What the bloody hell could he say to that without sounding like a moron?
He’d come here full of fire and righteous fury and he’d leave here satisfied in body and muddled of mind. Did all women have this ability to wreak havoc on a man?
Or was it just Laura?
He looked into her blue eyes and read regret shining there, along with the goodbye she’d just proclaimed. And he knew, that for today at least, they were done.
Six
The stone patio felt rough, cold and damp against his bare feet. He wore only jeans, hitched low on his hips. The icy wind pushed at him from the sea as if slapping at him. Ronan didn’t mind. He needed the cold. It made him sharp. Cleared out the fog in his mind and the heaviness inside him.
He lifted one hand to rub his fist against the center of his chest, in a futile effort to ease the ball of ice settled there. Taking a long pull on his beer, Ronan walked to the edge of the patio, dropped one hand to the wood railing and stared out to sea.
The waves rolled in and crashed on the cliffs below. Moonlight skittered in and out from behind a bank of clouds and intermittently turned the surface of the ocean to a bright silver. From next door came the muted sounds of a stereo and there was a distant hum of traffic from the highway above and behind the house.
His fist tightened around the long neck of the beer bottle and his eyes narrowed even further as he looked not at the scene in front of him, but at his own memories of the day.
Since the moment Laura had dropped her bomb on him that morning, nothing had made sense.

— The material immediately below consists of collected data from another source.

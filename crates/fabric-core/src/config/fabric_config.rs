//! Top-level configuration with layered resolution.

use std::path::{Path, PathBuf};

use serde::{Deserialize, Serialize};

use super::{AnalysisConfig, InsightConfig, ScoringConfig};
use crate::constants::{PROJECT_CONFIG_FILE, USER_CONFIG_DIR};
use crate::errors::ConfigError;

/// Top-level configuration aggregating all sub-configs.
///
/// Resolution order (highest priority first):
/// 1. Explicit overrides (applied via `apply_overrides`)
/// 2. Environment variables (`FABRIC_*`)
/// 3. Project config (`fabric-health.toml` in the analysis root)
/// 4. User config (`~/.fabric-health/config.toml`)
/// 5. Compiled defaults
#[derive(Debug, Clone, Serialize, Deserialize, Default)]
#[serde(default)]
pub struct FabricConfig {
    pub scoring: ScoringConfig,
    pub analysis: AnalysisConfig,
    pub insights: InsightConfig,
}

/// Overrides supplied by the embedding service (highest priority).
#[derive(Debug, Clone, Default)]
pub struct ConfigOverrides {
    pub critical_weight: Option<f64>,
    pub warning_weight: Option<f64>,
    pub top_n: Option<usize>,
    pub flag_insufficient_data: Option<bool>,
}

impl FabricConfig {
    /// Load configuration with layered resolution rooted at `root`.
    pub fn load(root: &Path, overrides: Option<&ConfigOverrides>) -> Result<Self, ConfigError> {
        let mut config = Self::default();

        // Layer 4 (lowest priority): user config
        if let Some(user_config_path) = Self::user_config_path() {
            if user_config_path.exists() {
                match Self::merge_toml_file(&mut config, &user_config_path) {
                    Ok(()) => {}
                    Err(err @ ConfigError::ParseError { .. }) => return Err(err),
                    Err(err) => {
                        tracing::warn!(
                            path = %user_config_path.display(),
                            error = %err,
                            "ignoring unreadable user config"
                        );
                    }
                }
            }
        }

        // Layer 3: project config
        let project_config_path = root.join(PROJECT_CONFIG_FILE);
        if project_config_path.exists() {
            Self::merge_toml_file(&mut config, &project_config_path)?;
        }

        // Layer 2: environment variables
        Self::apply_env_overrides(&mut config);

        // Layer 1 (highest priority): explicit overrides
        if let Some(overrides) = overrides {
            Self::apply_overrides(&mut config, overrides);
        }

        Self::validate(&config)?;

        Ok(config)
    }

    /// Load configuration from a TOML string.
    pub fn from_toml(toml_str: &str) -> Result<Self, ConfigError> {
        let config: Self = toml::from_str(toml_str).map_err(|e| ConfigError::ParseError {
            path: "<string>".to_string(),
            message: e.to_string(),
        })?;
        Self::validate(&config)?;
        Ok(config)
    }

    /// Validate the configuration values.
    pub fn validate(config: &FabricConfig) -> Result<(), ConfigError> {
        let scoring = &config.scoring;
        let critical = scoring.effective_critical_weight();
        let warning = scoring.effective_warning_weight();
        let info = scoring.effective_info_weight();

        for (field, weight) in [
            ("scoring.critical_weight", critical),
            ("scoring.warning_weight", warning),
            ("scoring.info_weight", info),
        ] {
            if !weight.is_finite() || weight < 0.0 {
                return Err(ConfigError::ValidationFailed {
                    field: field.to_string(),
                    message: "must be a finite, non-negative number".to_string(),
                });
            }
        }
        if critical <= warning {
            return Err(ConfigError::ValidationFailed {
                field: "scoring.critical_weight".to_string(),
                message: "must be greater than scoring.warning_weight".to_string(),
            });
        }
        if warning < info {
            return Err(ConfigError::ValidationFailed {
                field: "scoring.warning_weight".to_string(),
                message: "must not be less than scoring.info_weight".to_string(),
            });
        }

        let healthy = scoring.effective_healthy_threshold();
        let warn_band = scoring.effective_warning_threshold();
        if healthy > 100 || warn_band > 100 {
            return Err(ConfigError::ValidationFailed {
                field: "scoring.healthy_threshold".to_string(),
                message: "status thresholds must be between 0 and 100".to_string(),
            });
        }
        if healthy < warn_band {
            return Err(ConfigError::ValidationFailed {
                field: "scoring.healthy_threshold".to_string(),
                message: "must not be below scoring.warning_threshold".to_string(),
            });
        }

        if config.insights.effective_top_n() == 0 {
            return Err(ConfigError::ValidationFailed {
                field: "insights.top_n".to_string(),
                message: "must be greater than 0".to_string(),
            });
        }

        if let Some((key, _)) = config
            .analysis
            .threshold_overrides
            .iter()
            .find(|(_, v)| !v.is_finite())
        {
            return Err(ConfigError::ValidationFailed {
                field: format!("analysis.threshold_overrides.{key}"),
                message: "must be a finite number".to_string(),
            });
        }

        Ok(())
    }

    /// Returns the user config path: `~/.fabric-health/config.toml`.
    fn user_config_path() -> Option<PathBuf> {
        home_dir().map(|h| h.join(USER_CONFIG_DIR).join("config.toml"))
    }

    /// Merge a TOML file into the existing config.
    /// Unknown keys are silently ignored.
    fn merge_toml_file(config: &mut FabricConfig, path: &Path) -> Result<(), ConfigError> {
        let content = std::fs::read_to_string(path).map_err(|e| ConfigError::Unreadable {
            path: path.display().to_string(),
            message: e.to_string(),
        })?;

        let file_config: FabricConfig =
            toml::from_str(&content).map_err(|e| ConfigError::ParseError {
                path: path.display().to_string(),
                message: e.to_string(),
            })?;

        Self::merge(config, &file_config);
        Ok(())
    }

    /// Merge `other` into `base`; `other` wins only where it has a value.
    fn merge(base: &mut FabricConfig, other: &FabricConfig) {
        // Scoring
        if other.scoring.critical_weight.is_some() {
            base.scoring.critical_weight = other.scoring.critical_weight;
        }
        if other.scoring.warning_weight.is_some() {
            base.scoring.warning_weight = other.scoring.warning_weight;
        }
        if other.scoring.info_weight.is_some() {
            base.scoring.info_weight = other.scoring.info_weight;
        }
        if other.scoring.healthy_threshold.is_some() {
            base.scoring.healthy_threshold = other.scoring.healthy_threshold;
        }
        if other.scoring.warning_threshold.is_some() {
            base.scoring.warning_threshold = other.scoring.warning_threshold;
        }

        // Analysis
        if !other.analysis.enabled_checks.is_empty() {
            base.analysis.enabled_checks = other.analysis.enabled_checks.clone();
        }
        if !other.analysis.disabled_checks.is_empty() {
            base.analysis.disabled_checks = other.analysis.disabled_checks.clone();
        }
        for (key, value) in &other.analysis.threshold_overrides {
            base.analysis.threshold_overrides.insert(key.clone(), *value);
        }
        if other.analysis.merge_port_records.is_some() {
            base.analysis.merge_port_records = other.analysis.merge_port_records;
        }
        if other.analysis.flag_insufficient_data.is_some() {
            base.analysis.flag_insufficient_data = other.analysis.flag_insufficient_data;
        }

        // Insights
        if other.insights.top_n.is_some() {
            base.insights.top_n = other.insights.top_n;
        }
    }

    /// Apply environment variable overrides.
    /// Pattern: `FABRIC_SCORING_CRITICAL_WEIGHT`, `FABRIC_INSIGHTS_TOP_N`, etc.
    fn apply_env_overrides(config: &mut FabricConfig) {
        if let Some(v) = env_parse::<f64>("FABRIC_SCORING_CRITICAL_WEIGHT") {
            config.scoring.critical_weight = Some(v);
        }
        if let Some(v) = env_parse::<f64>("FABRIC_SCORING_WARNING_WEIGHT") {
            config.scoring.warning_weight = Some(v);
        }
        if let Some(v) = env_parse::<u32>("FABRIC_SCORING_HEALTHY_THRESHOLD") {
            config.scoring.healthy_threshold = Some(v);
        }
        if let Some(v) = env_parse::<u32>("FABRIC_SCORING_WARNING_THRESHOLD") {
            config.scoring.warning_threshold = Some(v);
        }
        if let Some(v) = env_parse::<usize>("FABRIC_INSIGHTS_TOP_N") {
            config.insights.top_n = Some(v);
        }
        if let Some(v) = env_parse::<bool>("FABRIC_ANALYSIS_FLAG_INSUFFICIENT_DATA") {
            config.analysis.flag_insufficient_data = Some(v);
        }
    }

    /// Apply explicit overrides (highest priority).
    fn apply_overrides(config: &mut FabricConfig, overrides: &ConfigOverrides) {
        if let Some(v) = overrides.critical_weight {
            config.scoring.critical_weight = Some(v);
        }
        if let Some(v) = overrides.warning_weight {
            config.scoring.warning_weight = Some(v);
        }
        if let Some(v) = overrides.top_n {
            config.insights.top_n = Some(v);
        }
        if let Some(v) = overrides.flag_insufficient_data {
            config.analysis.flag_insufficient_data = Some(v);
        }
    }

    /// Serialize the config back to TOML.
    pub fn to_toml(&self) -> Result<String, ConfigError> {
        toml::to_string_pretty(self).map_err(|e| ConfigError::Render(e.to_string()))
    }
}

/// Parse an env var, ignoring unset or unparsable values.
fn env_parse<T: std::str::FromStr>(key: &str) -> Option<T> {
    std::env::var(key).ok()?.trim().parse().ok()
}

/// Cross-platform home directory resolution.
fn home_dir() -> Option<PathBuf> {
    std::env::var_os("HOME")
        .or_else(|| std::env::var_os("USERPROFILE"))
        .map(PathBuf::from)
}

Which was the problem, he thought grimly, taking another long drink of his beer. Following Laura home, ending up in her bed, hadn’t steadied him. If anything, it had only fed the imbalance he felt. As if the world as he knew it had been cut out from under him. As if the stones beneath his feet were no more substantial than the insistent wind tearing at his hair.
A child.
Laura had been pregnant. With his child. And it was gone. How was he to deal with that? He saw her again, in memory, standing beneath the shade of a tree, spilling her secret, and he standing there like the village idiot, as if he hadn’t a mind to think or a tongue to speak the words crowding his mouth. But what could he say?
He still didn’t know what to think of it. But he knew what he thought of what had happened after. The slow boil of Laura facing him down and telling him goodbye. The coolness of her gaze. The polite, distant tone of her voice. She’d shut him out. Shut him down. As bloodlessly, he was forced to admit, as he had shut her down a couple of months ago.
“But this is different,” he insisted to the shadows crouched at the edges of his patio.
How it was different didn’t matter. What mattered was that no woman had ever walked away from Ronan Connolly before today and damned if he was going to let Laura be the first.
“Be damned if I will,” he assured himself, words snatched away by the wind as soon as they were uttered.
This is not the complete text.